My work aims to solve real-world problems and design for the future scenario by systematic approach and design thinking based on quantitative and qualitative market analysis, stakeholders research and iterative prototype testings. I am more concerned with which design approach could be adopted to build the people-people, people-object and people-society connections, which in my eyes is a higher dimension of design. I am thinking about whether the original people’s behavioral design and production mode could be broken and create a new interactive behavioral pattern from different angles, casting a reflection upon the “relationship between environment, society and economics”. 

My projects combined the scientific technology and creative experience design in a better way, attempts to optimize or change people’s existing behaviors or market production and retail models through a series of creative designs. For example, my project “GNOME” and “TOOLFORM” humanize technology by enriching interaction combining the tangible and digital parts to encourage users to participate into a system design and provide practical possibilities for future creative product design and system design. 

GNOME

“GNOME” is a series of agency-oriented toys providing a set of multiple mode experience of making animations for children. It is also an actual working product.

There is still a lack of specific knowledge of what kinds of experience lead to spacial improvement. how spatial thinking could be best infused across curricula, and how to optimally incorporate new technologies, especially in the younger grades.

“GNOME” aims to foster children’s cognitive development, strategic planning and communication skills by making animation combing the tangible and digital experience of playing. It replaces the traditional operation mode of complex software systems, particularly embracing the importance of engaging children’s senses through physical products, It can simplify and transform the functional options of the original software interface into physical modules.

TOOLFORM

“ToolForm” aims to provide a more resource-efficient and ergonomic solution for manufacturing commercial products. It applies a self-service platform, using physical interaction and parametric 3D model generation (grasshopper), to reduce the waste of production materials and large inventory in the fashion industry. This collaborative process forms a future manufacturing interface, to allow the end-users to participate in the manufacturing process. This product is an actual working product.

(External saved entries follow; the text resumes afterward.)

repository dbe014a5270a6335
//! Error types for Shepherd
//!
//! Uses `thiserror` for library errors; the binary wraps them in `anyhow`.

use std::path::PathBuf;
use thiserror::Error;

use crate::domain::entities::CatalogError;

/// Result type alias for Shepherd operations
pub type ShepherdResult<T> = Result<T, ShepherdError>;

/// Main error type for Shepherd operations
#[derive(Error, Debug)]
pub enum ShepherdError {
    /// The descriptor is not valid YAML
    #[error("invalid descriptor {file}: {message}")]
    DescriptorParse { file: PathBuf, message: String },

    /// The descriptor parsed but has the wrong shape
    #[error("{file}: {reason}")]
    DescriptorShape { file: PathBuf, reason: String },

    /// Directory creation, read, or write failure
    #[error("{}: {source}", path.display())]
    Filesystem {
        path: PathBuf,
        #[source]
        source: std::io::Error,
    },

    /// The artifact catalog is malformed
    #[error(transparent)]
    Catalog(#[from] CatalogError),
}

impl ShepherdError {
    /// Wrap an I/O error with the path it happened on
    pub fn filesystem(path: impl Into<PathBuf>, source: std::io::Error) -> Self {
        Self::Filesystem {
            path: path.into(),
            source,
        }
    }

    /// True for errors raised while validating the descriptor
    pub fn is_descriptor_error(&self) -> bool {
        matches!(
            self,
            Self::DescriptorParse { .. } | Self::DescriptorShape { .. }
        )
    }
}
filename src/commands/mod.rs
pub mod init;
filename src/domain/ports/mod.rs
//! Domain Ports (Interfaces)
//!
//! Infrastructure provides the concrete implementations.

pub mod file_system;
pub mod scaffold_events;

pub use file_system::{CreateOutcome, FileSystem};
pub use scaffold_events::{NoopEventSink, ScaffoldEvent, ScaffoldEventSink};
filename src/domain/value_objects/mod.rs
//! Domain Value Objects

mod path;

pub use path::{PathError, SafePath};
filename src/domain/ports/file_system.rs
//! FileSystem port - the operations scaffolding needs
//!
//! Errors are plain `std::io::Error`; callers attach the path.

use std::io;
use std::path::Path;

/// Result of a create-if-absent write
#[derive(Debug, Clone, Copy, PartialEq, Eq)]
pub enum CreateOutcome {
    Written,
    /// Something appeared at the path before the write landed
    AlreadyExists,
}

/// Abstract file system interface
///
/// Implementations:
/// - `LocalFs` - local disk
/// - `MockFs` - in-memory, test only
pub trait FileSystem {
    /// True if anything (file, directory, symlink) occupies the path
    fn exists(&self, path: &Path) -> bool;

    fn is_dir(&self, path: &Path) -> bool;

    /// Create directory and parents; an existing directory is not an error
    fn create_dir_all(&self, path: &Path) -> io::Result<()>;

    /// Write `content` to a new file, never replacing an existing one
    fn create_new(&self, path: &Path, content: &str) -> io::Result<CreateOutcome>;
}

impl<F: FileSystem + ?Sized> FileSystem for &F {
    fn exists(&self, path: &Path) -> bool {
        (**self).exists(path)
    }

    fn is_dir(&self, path: &Path) -> bool {
        (**self).is_dir(path)
    }

    fn create_dir_all(&self, path: &Path) -> io::Result<()> {
        (**self).create_dir_all(path)
    }

    fn create_new(&self, path: &Path, content: &str) -> io::Result<CreateOutcome> {
        (**self).create_new(path, content)
    }
}
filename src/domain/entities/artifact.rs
//! Catalog entries and per-artifact outcomes

use std::borrow::Cow;
use std::path::{Path, PathBuf};

use serde::Serialize;

use super::CatalogError;
use crate::domain::value_objects::SafePath;

/// One (key, relative path, content) record of an [`ArtifactCatalog`]
///
/// [`ArtifactCatalog`]: super::ArtifactCatalog
#[derive(Debug, Clone, PartialEq, Eq)]
pub struct CatalogEntry {
    key: Cow<'static, str>,
    path: SafePath,
    content: Cow<'static, str>,
}

impl CatalogEntry {
    pub fn new(
        key: impl Into<Cow<'static, str>>,
        path: &str,
        content: impl Into<Cow<'static, str>>,
    ) -> Result<Self, CatalogError> {
        let key = key.into();
        let path = SafePath::new(path).map_err(|source| CatalogError::InvalidPath {
            key: key.to_string(),
            source,
        })?;
        Ok(Self {
            key,
            path,
            content: content.into(),
        })
    }

    pub fn key(&self) -> &str {
        &self.key
    }

    pub fn path(&self) -> &SafePath {
        &self.path
    }

    /// Opaque content, written verbatim
    pub fn content(&self) -> &str {
        &self.content
    }
}

/// Terminal state of one artifact after a scaffold pass
#[derive(Debug, Clone, Copy, PartialEq, Eq, Serialize)]
#[serde(rename_all = "snake_case")]
pub enum ArtifactStatus {
    /// The target was absent and the content was written
    Created,
    /// The target already existed and was left untouched
    Skipped,
}

/// Result for a single catalog entry
#[derive(Debug, Clone, PartialEq, Eq, Serialize)]
pub struct ArtifactOutcome {
    pub key: String,
    pub status: ArtifactStatus,
    /// Path relative to the project root
    pub relative_path: PathBuf,
    /// Path resolved against the project root
    pub path: PathBuf,
}

impl ArtifactOutcome {
    pub(crate) fn new(entry: &CatalogEntry, root: &Path, status: ArtifactStatus) -> Self {
        Self {
            key: entry.key().to_string(),
            status,
            relative_path: entry.path().as_path().to_path_buf(),
            path: entry.path().resolve(root),
        }
    }

    pub fn is_created(&self) -> bool {
        self.status == ArtifactStatus::Created
    }
}
//! Domain Layer
//!
//! Pure scaffolding concepts without I/O.
//!
//! - `entities/` - Descriptor, catalog, and per-artifact outcomes
//! - `value_objects/` - Validated relative paths
//! - `ports/` - Filesystem and event interfaces implemented by infrastructure

pub mod entities;
pub mod ports;
pub mod value_objects;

It is a revolution by the physical touchpoint for retail business. End-users have the opportunity of physical interaction to play with it to design their glasses that fit their ergonomic. It also scopes a unique shop model to rethink what shop could be in the future.

“ToolForm” also provides a new zero-waste manufacture process for solving huge waste using 3D printing tech. A sobering prospect considering the UK used to manufacture 5 million spectacle frames a year. Unsurprisingly, the fusion of eyewear with fashion has generated big business — yet huge amounts of waste. Frames for glasses are cut from larger sheets of plastic with the ‘negative space’ ending up as non-recyclable waste material. along with the huge amounts of unused stock, meaning that thousands more go to the landfill, the now-gigantic eyewear industry now contributes to the millions of tons of plastic waste that end up in the ground, or in our oceans. Contrary to traditional eyewear production like for example metal or acetate glasses, where you cut out the glasses from a piece of raw material and dispose of 85% of the raw material. 3D printing is also called ‘Additive Manufacturing, it uses only the amount of raw material which are needed for the glasses. A process that generates hardly any waste — using only what is necessary.

Taking the eyewear production as an example, “ToolForm” explores my own design language through creating a new design methodology for resource-waste products, which would help the other businesses of manufacturing to grow and transform.